Segment Open

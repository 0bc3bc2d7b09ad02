//! Transfer execution
//!
//! Builds a transfer request, hands it to the chain gateway and classifies
//! the outcome. Failures are logged and returned as data; they never stop
//! the disbursement loop.

use std::sync::Arc;

use tracing::{debug, error, info};

use super::account::Account;
use crate::chain::{ChainGateway, FeeConfig};
use crate::error::{Error, Result};

/// A single transfer of `amount` base units from one account to an address
#[derive(Debug)]
pub struct TransferRequest<'a> {
    from: &'a Account,
    to: String,
    amount: u128,
    denom: String,
}

impl<'a> TransferRequest<'a> {
    /// Build a request; zero amounts are rejected
    pub fn new(from: &'a Account, to: impl Into<String>, amount: u128, denom: impl Into<String>) -> Result<Self> {
        if amount == 0 {
            return Err(Error::InvalidAmount(amount));
        }

        Ok(Self {
            from,
            to: to.into(),
            amount,
            denom: denom.into(),
        })
    }

    pub fn from(&self) -> &'a Account {
        self.from
    }

    pub fn to(&self) -> &str {
        &self.to
    }

    pub fn amount(&self) -> u128 {
        self.amount
    }

    pub fn denom(&self) -> &str {
        &self.denom
    }
}

/// Outcome of one transfer attempt
#[derive(Debug, Clone, PartialEq, Eq)]
pub enum TransferResult {
    /// Included in a block and executed successfully
    Confirmed { tx_hash: String },
    /// Anything else: bad address, signing, network, chain rejection
    Failed { detail: String },
}

impl TransferResult {
    pub fn is_success(&self) -> bool {
        matches!(self, TransferResult::Confirmed { .. })
    }

    pub fn tx_hash(&self) -> Option<&str> {
        match self {
            TransferResult::Confirmed { tx_hash } => Some(tx_hash),
            TransferResult::Failed { .. } => None,
        }
    }

    pub fn error_detail(&self) -> Option<&str> {
        match self {
            TransferResult::Confirmed { .. } => None,
            TransferResult::Failed { detail } => Some(detail),
        }
    }
}

/// Transfer executor for base-denomination sends
pub struct TransferExecutor {
    gateway: Arc<dyn ChainGateway>,
    fee: FeeConfig,
    denom: String,
    symbol: String,
    log_prefix: String,
}

impl TransferExecutor {
    /// Create a new transfer executor
    pub fn new(
        gateway: Arc<dyn ChainGateway>,
        fee: FeeConfig,
        symbol: impl Into<String>,
        log_prefix: impl Into<String>,
    ) -> Self {
        Self {
            denom: fee.denom.clone(),
            gateway,
            fee,
            symbol: symbol.into(),
            log_prefix: log_prefix.into(),
        }
    }

    /// Send `amount` base units from `account` to `recipient` and wait for
    /// the chain to confirm it
    pub async fn execute(&self, account: &Account, recipient: &str, amount: u128) -> TransferResult {
        let request = match TransferRequest::new(account, recipient, amount, self.denom.as_str()) {
            Ok(request) => request,
            Err(e) => {
                error!("{} Refusing to build transfer: {}", self.log_prefix, e);
                return TransferResult::Failed {
                    detail: e.to_string(),
                };
            }
        };

        info!(
            from = %account.address(),
            recipient,
            amount = %amount,
            "{} Send {} from {} to {}",
            self.log_prefix,
            self.symbol,
            account.address(),
            recipient
        );

        match self.gateway.broadcast_transfer(&request, &self.fee).await {
            Ok(tx_hash) => {
                info!(tx_hash = %tx_hash, "{} Successfully broadcasted: {}", self.log_prefix, tx_hash);
                TransferResult::Confirmed { tx_hash }
            }
            Err(e) => {
                error!("{} Failed to send transaction: {}", self.log_prefix, e);
                debug!("Transfer failure retryable: {}", e.is_retryable());
                TransferResult::Failed {
                    detail: e.to_string(),
                }
            }
        }
    }
}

Segment Closed

> [Task prompt]: With no words changed, transcribe the records above.

> [Expected answer]:
repository 0bc3bc2d7b09ad02
//! Transfer execution
//!
//! Builds a transfer request, hands it to the chain gateway and classifies
//! the outcome. Failures are logged and returned as data; they never stop
//! the disbursement loop.

use std::sync::Arc;

use tracing::{debug, error, info};

use super::account::Account;
use crate::chain::{ChainGateway, FeeConfig};
use crate::error::{Error, Result};

/// A single transfer of `amount` base units from one account to an address
#[derive(Debug)]
pub struct TransferRequest<'a> {
    from: &'a Account,
    to: String,
    amount: u128,
    denom: String,
}

impl<'a> TransferRequest<'a> {
    /// Build a request; zero amounts are rejected
    pub fn new(from: &'a Account, to: impl Into<String>, amount: u128, denom: impl Into<String>) -> Result<Self> {
        if amount == 0 {
            return Err(Error::InvalidAmount(amount));
        }

        Ok(Self {
            from,
            to: to.into(),
            amount,
            denom: denom.into(),
        })
    }

    pub fn from(&self) -> &'a Account {
        self.from
    }

    pub fn to(&self) -> &str {
        &self.to
    }

    pub fn amount(&self) -> u128 {
        self.amount
    }

    pub fn denom(&self) -> &str {
        &self.denom
    }
}

/// Outcome of one transfer attempt
#[derive(Debug, Clone, PartialEq, Eq)]
pub enum TransferResult {
    /// Included in a block and executed successfully
    Confirmed { tx_hash: String },
    /// Anything else: bad address, signing, network, chain rejection
    Failed { detail: String },
}

impl TransferResult {
    pub fn is_success(&self) -> bool {
        matches!(self, TransferResult::Confirmed { .. })
    }

    pub fn tx_hash(&self) -> Option<&str> {
        match self {
            TransferResult::Confirmed { tx_hash } => Some(tx_hash),
            TransferResult::Failed { .. } => None,
        }
    }

    pub fn error_detail(&self) -> Option<&str> {
        match self {
            TransferResult::Confirmed { .. } => None,
            TransferResult::Failed { detail } => Some(detail),
        }
    }
}

/// Transfer executor for base-denomination sends
pub struct TransferExecutor {
    gateway: Arc<dyn ChainGateway>,
    fee: FeeConfig,
    denom: String,
    symbol: String,
    log_prefix: String,
}

impl TransferExecutor {
    /// Create a new transfer executor
    pub fn new(
        gateway: Arc<dyn ChainGateway>,
        fee: FeeConfig,
        symbol: impl Into<String>,
        log_prefix: impl Into<String>,
    ) -> Self {
        Self {
            denom: fee.denom.clone(),
            gateway,
            fee,
            symbol: symbol.into(),
            log_prefix: log_prefix.into(),
        }
    }

    /// Send `amount` base units from `account` to `recipient` and wait for
    /// the chain to confirm it
    pub async fn execute(&self, account: &Account, recipient: &str, amount: u128) -> TransferResult {
        let request = match TransferRequest::new(account, recipient, amount, self.denom.as_str()) {
            Ok(request) => request,
            Err(e) => {
                error!("{} Refusing to build transfer: {}", self.log_prefix, e);
                return TransferResult::Failed {
                    detail: e.to_string(),
                };
            }
        };

        info!(
            from = %account.address(),
            recipient,
            amount = %amount,
            "{} Send {} from {} to {}",
            self.log_prefix,
            self.symbol,
            account.address(),
            recipient
        );

        match self.gateway.broadcast_transfer(&request, &self.fee).await {
            Ok(tx_hash) => {
                info!(tx_hash = %tx_hash, "{} Successfully broadcasted: {}", self.log_prefix, tx_hash);
                TransferResult::Confirmed { tx_hash }
            }
            Err(e) => {
                error!("{} Failed to send transaction: {}", self.log_prefix, e);
                debug!("Transfer failure retryable: {}", e.is_retryable());
                TransferResult::Failed {
                    detail: e.to_string(),
                }
            }
        }
    }
}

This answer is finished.